* [Your instructions]:
Restate, word for word, the lines from the opening line of the data through the line containing "its own quantity.", both included, and nothing else.

(Dataset records)
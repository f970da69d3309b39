pub mod config;
pub mod context;
pub mod error;
pub mod orchestrator;
pub mod result;
pub mod step_trait;
pub mod steps;

pub use config::PipelineConfig;
pub use context::PipelineContext;
pub use error::StepError;
pub use orchestrator::StepOrchestrator;
pub use result::{CurrentStepInfo, StepRequest, StepResult, StepStatus};
pub use step_trait::{StepExecutor, StepOutcome};
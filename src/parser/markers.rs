//! Quantity call-outs recognised in free-form analysis text.
//!
//! A line is split into clauses at every marker (type code, shelf board,
//! display stand, fixture); each clause is searched for its own quantity.

use regex::{Captures, Regex};
use std::collections::HashSet;
use std::sync::OnceLock;

/// A named quantity found in the analysis text, e.g. `Type C-2: 10台`.
#[derive(Debug, Clone, PartialEq, Eq)]
pub struct QuantityCallout {
    pub name: String,
    pub quantity: u32,
    pub unit: String,
    /// The clause the quantity was read from, trimmed.
    pub clause: String,
}

impl QuantityCallout {
    pub fn label(&self) -> String {
        format!("{}: {}{}", self.name, self.quantity, self.unit)
    }
}

#[derive(Debug, Clone, Copy, PartialEq, Eq)]
enum MarkerKind {
    TypeCode,
    ShelfBoard,
    Display,
    Fixture,
}

fn marker_re() -> &'static Regex {
    static RE: OnceLock<Regex> = OnceLock::new();
    RE.get_or_init(|| {
        Regex::new(r"(?i)type[ \t]*([a-z0-9]+(?:-[a-z0-9]+)*)|棚板|ディスプレイ[\p{Katakana}ー]*|什器")
            .expect("valid regex")
    })
}

fn count_re() -> &'static Regex {
    static RE: OnceLock<Regex> = OnceLock::new();
    RE.get_or_init(|| Regex::new(r"(\d+)\s*(台|個|セット|式)").expect("valid regex"))
}

fn sheet_re() -> &'static Regex {
    static RE: OnceLock<Regex> = OnceLock::new();
    RE.get_or_init(|| Regex::new(r"(各\s*)?(\d+)\s*枚").expect("valid regex"))
}

/// Full-width digits are common in Japanese drawings.
fn normalize_digits(text: &str) -> String {
    text.chars()
        .map(|c| match c {
            '０'..='９' => char::from_u32(c as u32 - '０' as u32 + '0' as u32).unwrap_or(c),
            _ => c,
        })
        .collect()
}

fn parse_u32(caps: &Captures<'_>, group: usize) -> Option<u32> {
    caps.get(group)?.as_str().parse().ok()
}

fn classify(marker: &str) -> MarkerKind {
    if marker == "棚板" {
        MarkerKind::ShelfBoard
    } else if marker.starts_with("ディスプレイ") {
        MarkerKind::Display
    } else if marker == "什器" {
        MarkerKind::Fixture
    } else {
        MarkerKind::TypeCode
    }
}

fn count_in(clause: &str) -> Option<(u32, String)> {
    let caps = count_re().captures(clause)?;
    Some((parse_u32(&caps, 1)?, caps[2].to_string()))
}

/// Returns the shelf-board count of a clause; an explicit total wins over `各N枚`.
fn sheets_in(clause: &str, per_unit_multiplier: Option<u32>) -> Option<u32> {
    let mut per_unit = None;
    for caps in sheet_re().captures_iter(clause) {
        let n = parse_u32(&caps, 2)?;
        if caps.get(1).is_none() {
            return Some(n);
        }
        per_unit.get_or_insert(n);
    }
    per_unit.map(|n| n.saturating_mul(per_unit_multiplier.unwrap_or(1)))
}

/// Scans `text` for quantity call-outs, in document order, deduplicated by name.
pub fn quantity_callouts(text: &str) -> Vec<QuantityCallout> {
    let text = normalize_digits(text);
    let mut found: Vec<QuantityCallout> = Vec::new();
    let mut fixtures: Vec<QuantityCallout> = Vec::new();
    let mut last_type_quantity: Option<u32> = None;

    for line in text.lines() {
        let markers: Vec<_> = marker_re().captures_iter(line).collect();
        for (i, caps) in markers.iter().enumerate() {
            let Some(whole) = caps.get(0) else { continue };
            let end = markers
                .get(i + 1)
                .and_then(|next| next.get(0))
                .map(|m| m.start())
                .unwrap_or(line.len());
            let clause = &line[whole.end()..end];
            let clause_text = line[whole.start()..end].trim().to_string();

            match classify(whole.as_str()) {
                MarkerKind::TypeCode => {
                    let Some(code) = caps.get(1) else { continue };
                    if let Some((quantity, unit)) = count_in(clause) {
                        last_type_quantity = Some(quantity);
                        found.push(QuantityCallout {
                            name: format!("Type {}", code.as_str().to_uppercase()),
                            quantity,
                            unit,
                            clause: clause_text,
                        });
                    }
                }
                MarkerKind::ShelfBoard => {
                    if let Some(quantity) = sheets_in(clause, last_type_quantity) {
                        found.push(QuantityCallout {
                            name: "棚板".to_string(),
                            quantity,
                            unit: "枚".to_string(),
                            clause: clause_text,
                        });
                    }
                }
                MarkerKind::Display => {
                    let (quantity, unit) = count_in(clause).unwrap_or((1, "台".to_string()));
                    found.push(QuantityCallout {
                        name: whole.as_str().to_string(),
                        quantity,
                        unit,
                        clause: clause_text,
                    });
                }
                MarkerKind::Fixture => {
                    if let Some((quantity, unit)) = count_in(clause) {
                        fixtures.push(QuantityCallout {
                            name: "什器".to_string(),
                            quantity,
                            unit,
                            clause: clause_text,
                        });
                    }
                }
            }
        }
    }

    if found.is_empty() {
        found = fixtures;
    }

    let mut seen = HashSet::new();
    found.retain(|c| seen.insert(c.name.clone()));
    found
}
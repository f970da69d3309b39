//! blueprint-estimator - step-by-step cost estimation for CAD blueprints
//!
//! A job document names a blueprint file and its pre-analysis. Four steps,
//! each run by a separate call once a human has confirmed the previous one,
//! turn it into a priced estimate:
//!
//! 1. **Acquisition**: download the blueprint, sniff its format and describe
//!    the pre-analysis.
//! 2. **Product identification**: ask the LLM which products the blueprint
//!    shows, falling back to quantity callouts in the analysis text.
//! 3. **Parts breakdown**: ask the LLM for parts and unit prices, then correct
//!    prices against the pricing database.
//! 4. **Document generation**: send the estimate to the rendering service.
//!
//! Every step output is persisted on the job document under `stepN_output`,
//! and `currentStep` records which step ran last.
//!
//! # Example Usage
//!
//! ```ignore
//! use blueprint_estimator::blob::MemoryBlobStore;
//! use blueprint_estimator::job::JobRef;
//! use blueprint_estimator::llm::MockLLMClient;
//! use blueprint_estimator::pipeline::{PipelineConfig, PipelineContext, StepOrchestrator, StepRequest};
//! use blueprint_estimator::store::MemoryDocumentStore;
//! use std::sync::Arc;
//!
//! async fn run_first_step(store: Arc<MemoryDocumentStore>, blobs: Arc<MemoryBlobStore>) {
//!     let ctx = PipelineContext::new(store, blobs, Arc::new(MockLLMClient::new()), PipelineConfig::default());
//!     let orchestrator = StepOrchestrator::new(ctx);
//!
//!     let result = orchestrator
//!         .run_step(&JobRef::in_default_collection("job-1"), 1, &StepRequest::new())
//!         .await;
//!     println!("{:?}: {:?}", result.status, result.message);
//! }
//! ```
//!
//! # Project Structure
//!
//! - [`pipeline`]: orchestrator and step executors
//! - [`parser`]: LLM response parsing and fallbacks
//! - [`pricing`]: pricing database, unit price estimation and correction
//! - [`store`], [`blob`], [`llm`], [`render`]: external collaborators behind traits

pub mod analysis;
pub mod blob;
pub mod cli;
pub mod config;
pub mod job;
pub mod llm;
pub mod parser;
pub mod pipeline;
pub mod pricing;
pub mod progress;
pub mod render;
pub mod store;
pub mod util;

pub use config::{ConfigError, EstimatorConfig};
pub use job::{JobDocument, JobInput, JobRef, StepId};
pub use llm::{BackendError, LLMClient};
pub use pipeline::{
    PipelineConfig, PipelineContext, StepError, StepOrchestrator, StepRequest, StepResult,
    StepStatus,
};
pub use pricing::{PricingDatabase, UnitPriceEstimator};
pub use util::{init_default, init_from_env, init_logging, LoggingConfig};

/// Library version
pub const VERSION: &str = env!("CARGO_PKG_VERSION");

/// Library name
pub const NAME: &str = env!("CARGO_PKG_NAME");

* [Your solution]:
repository f970da69d3309b39
pub mod config;
pub mod context;
pub mod error;
pub mod orchestrator;
pub mod result;
pub mod step_trait;
pub mod steps;

pub use config::PipelineConfig;
pub use context::PipelineContext;
pub use error::StepError;
pub use orchestrator::StepOrchestrator;
pub use result::{CurrentStepInfo, StepRequest, StepResult, StepStatus};
pub use step_trait::{StepExecutor, StepOutcome};
filename src/parser/markers.rs
//! Quantity call-outs recognised in free-form analysis text.
//!
//! A line is split into clauses at every marker (type code, shelf board,
//! display stand, fixture); each clause is searched for its own quantity.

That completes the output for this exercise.